Sull’Europa poi è stato chiarissimo: niente rivisitazione del fiscal compact, niente richieste di proroghe per il rientro dal deficit, ma puntare tutte le carte sull’uscita dalla procedura di deficit eccessivo in modo da avere un via libera per aumentare gli investimenti e soprattutto per avere più voce in capitolo in Europa per cercare di modificare la politica monetaria della Bce e quella economica della commissione spingendo verso una maggiore attenzione al lavoro specie giovanile.

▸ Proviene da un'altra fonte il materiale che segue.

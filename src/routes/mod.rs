pub mod account;
pub mod chat;
pub mod health;
pub mod mountain;
pub mod planner;
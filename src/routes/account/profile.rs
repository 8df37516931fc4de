use actix_web::{web, HttpResponse, Responder};
use bson::{doc, oid::ObjectId};
use chrono::Utc;
use mongodb::Client;
use std::sync::Arc;

use crate::db::mongo::DATABASE;
use crate::middleware::auth::Claims;
use crate::models::user::{Profile, ProfileUpdate};

/// Read the caller's profile, creating an empty row from the token claims on
/// first access. Mirrors the lazy-upsert the web client used to do.
pub async fn get_profile(
    data: web::Data<Arc<Client>>,
    path: web::Path<(String,)>,
    claims: Claims,
) -> impl Responder {
    if path.into_inner().0 != claims.user_id {
        return HttpResponse::Forbidden().body("Forbidden");
    }

    let client = data.into_inner();
    let collection: mongodb::Collection<Profile> =
        client.database(DATABASE).collection("Profiles");

    let user_id = match ObjectId::parse_str(&claims.user_id) {
        Ok(id) => id,
        Err(_) => return HttpResponse::BadRequest().body("Invalid user ID"),
    };

    match collection.find_one(doc! { "user_id": user_id }).await {
        Ok(Some(profile)) => HttpResponse::Ok().json(profile),
        Ok(None) => {
            let time = Utc::now();
            let profile = Profile {
                id: None,
                user_id,
                email: Some(claims.sub.clone()),
                full_name: None,
                birthday: None,
                avatar_url: None,
                preferences: None,
                created_at: Some(time),
                updated_at: Some(time),
            };
            match collection.insert_one(&profile).await {
                Ok(_) => HttpResponse::Ok().json(profile),
                Err(err) => {
                    eprintln!("Failed to create profile: {:?}", err);
                    HttpResponse::InternalServerError().body("Failed to create profile")
                }
            }
        }
        Err(err) => {
            eprintln!("Failed to fetch profile: {:?}", err);
            HttpResponse::InternalServerError().body("Failed to fetch profile")
        }
    }
}

pub async fn update_profile(
    data: web::Data<Arc<Client>>,
    path: web::Path<(String,)>,
    input: web::Json<ProfileUpdate>,
    claims: Claims,
) -> impl Responder {
    if path.into_inner().0 != claims.user_id {
        return HttpResponse::Forbidden().body("Forbidden");
    }

    let client = data.into_inner();
    let collection: mongodb::Collection<Profile> =
        client.database(DATABASE).collection("Profiles");

    let user_id = match ObjectId::parse_str(&claims.user_id) {
        Ok(id) => id,
        Err(_) => return HttpResponse::BadRequest().body("Invalid user ID"),
    };

    let update = input.into_inner();

    let mut set_doc = doc! { "updated_at": Utc::now().to_rfc3339() };
    if let Some(full_name) = update.full_name {
        set_doc.insert("full_name", full_name);
    }
    if let Some(birthday) = update.birthday {
        set_doc.insert("birthday", birthday.to_string());
    }
    if let Some(avatar_url) = update.avatar_url {
        set_doc.insert("avatar_url", avatar_url);
    }
    if let Some(preferences) = update.preferences {
        set_doc.insert("preferences", preferences);
    }

    let filter = doc! { "user_id": user_id };
    let update_doc = doc! {
        "$set": set_doc,
        "$setOnInsert": {
            "user_id": user_id,
            "email": &claims.sub,
            "created_at": Utc::now().to_rfc3339()
        }
    };

    match collection
        .update_one(filter, update_doc)
        .upsert(true)
        .await
    {
        Ok(_) => HttpResponse::Ok().body("Profile updated"),
        Err(err) => {
            eprintln!("Failed to update profile: {:?}", err);
            HttpResponse::InternalServerError().body("Failed to update profile")
        }
    }
}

Anche verso l’Europa basta con la ricerca di facili bersagli sui quali scaricare le nostre responsabilità. Illuminante in proposito un articolo di Marco Vitale uscito su Il Fatto e passato sotto silenzio, nel quale si enumerano le cause della nostra crisi che non derivano dall’austerità dalla Merkel ( magari attuata con un po’ di ottusità teutonica), ma dipendono dagli sprechi da noi perpetrati negli ultimi vent’anni. Quando il paese scodella un Belsito qualsiasi e lo nomina sottosegretario e vice presidente di Fincantieri, quando si tollera lo scandalo Monte dei Paschi, quando si ha una macchina politica tra le più pletoriche e costose del mondo, quando si ha una P.a. mostruosamente inefficiente ed oppressiva verso i cittadini, quando si ha un alto livello di corruzione ed una Giustizia lenta ed incapace di dare sicurezze agli onesti, insomma – scrive Vitale – quando l’economia è abbandonata all’arbitrio burocratico ed alle rigidità sindacali, è troppo comodo scaricare tutte le colpe sull’Europa, e chiudere gli occhi di fronte ai nostri problemi. Lo stesso Mario Draghi viene strumentalizzato impropriamente riprendendo le sue giuste preoccupazioni sulla grave carenza di lavoro, specie per i giovani, dimenticandosi di citare i suoi ammonimenti circa le facili scorciatoie propugnate da alcune forze politiche. Draghi infatti ha citato anche durante la sua Lectio Magistralis per la laurea concessagli dalla Luiss, che in Italia la crescita era debole anche prima della crisi del 2007, nonostante un aumento tumultuoso della spesa pubblica. Quindi non è da un aumento della spesa statale finanziata con debito, che possiamo aspettarci un ritorno dell’Italia sulla strada dello sviluppo.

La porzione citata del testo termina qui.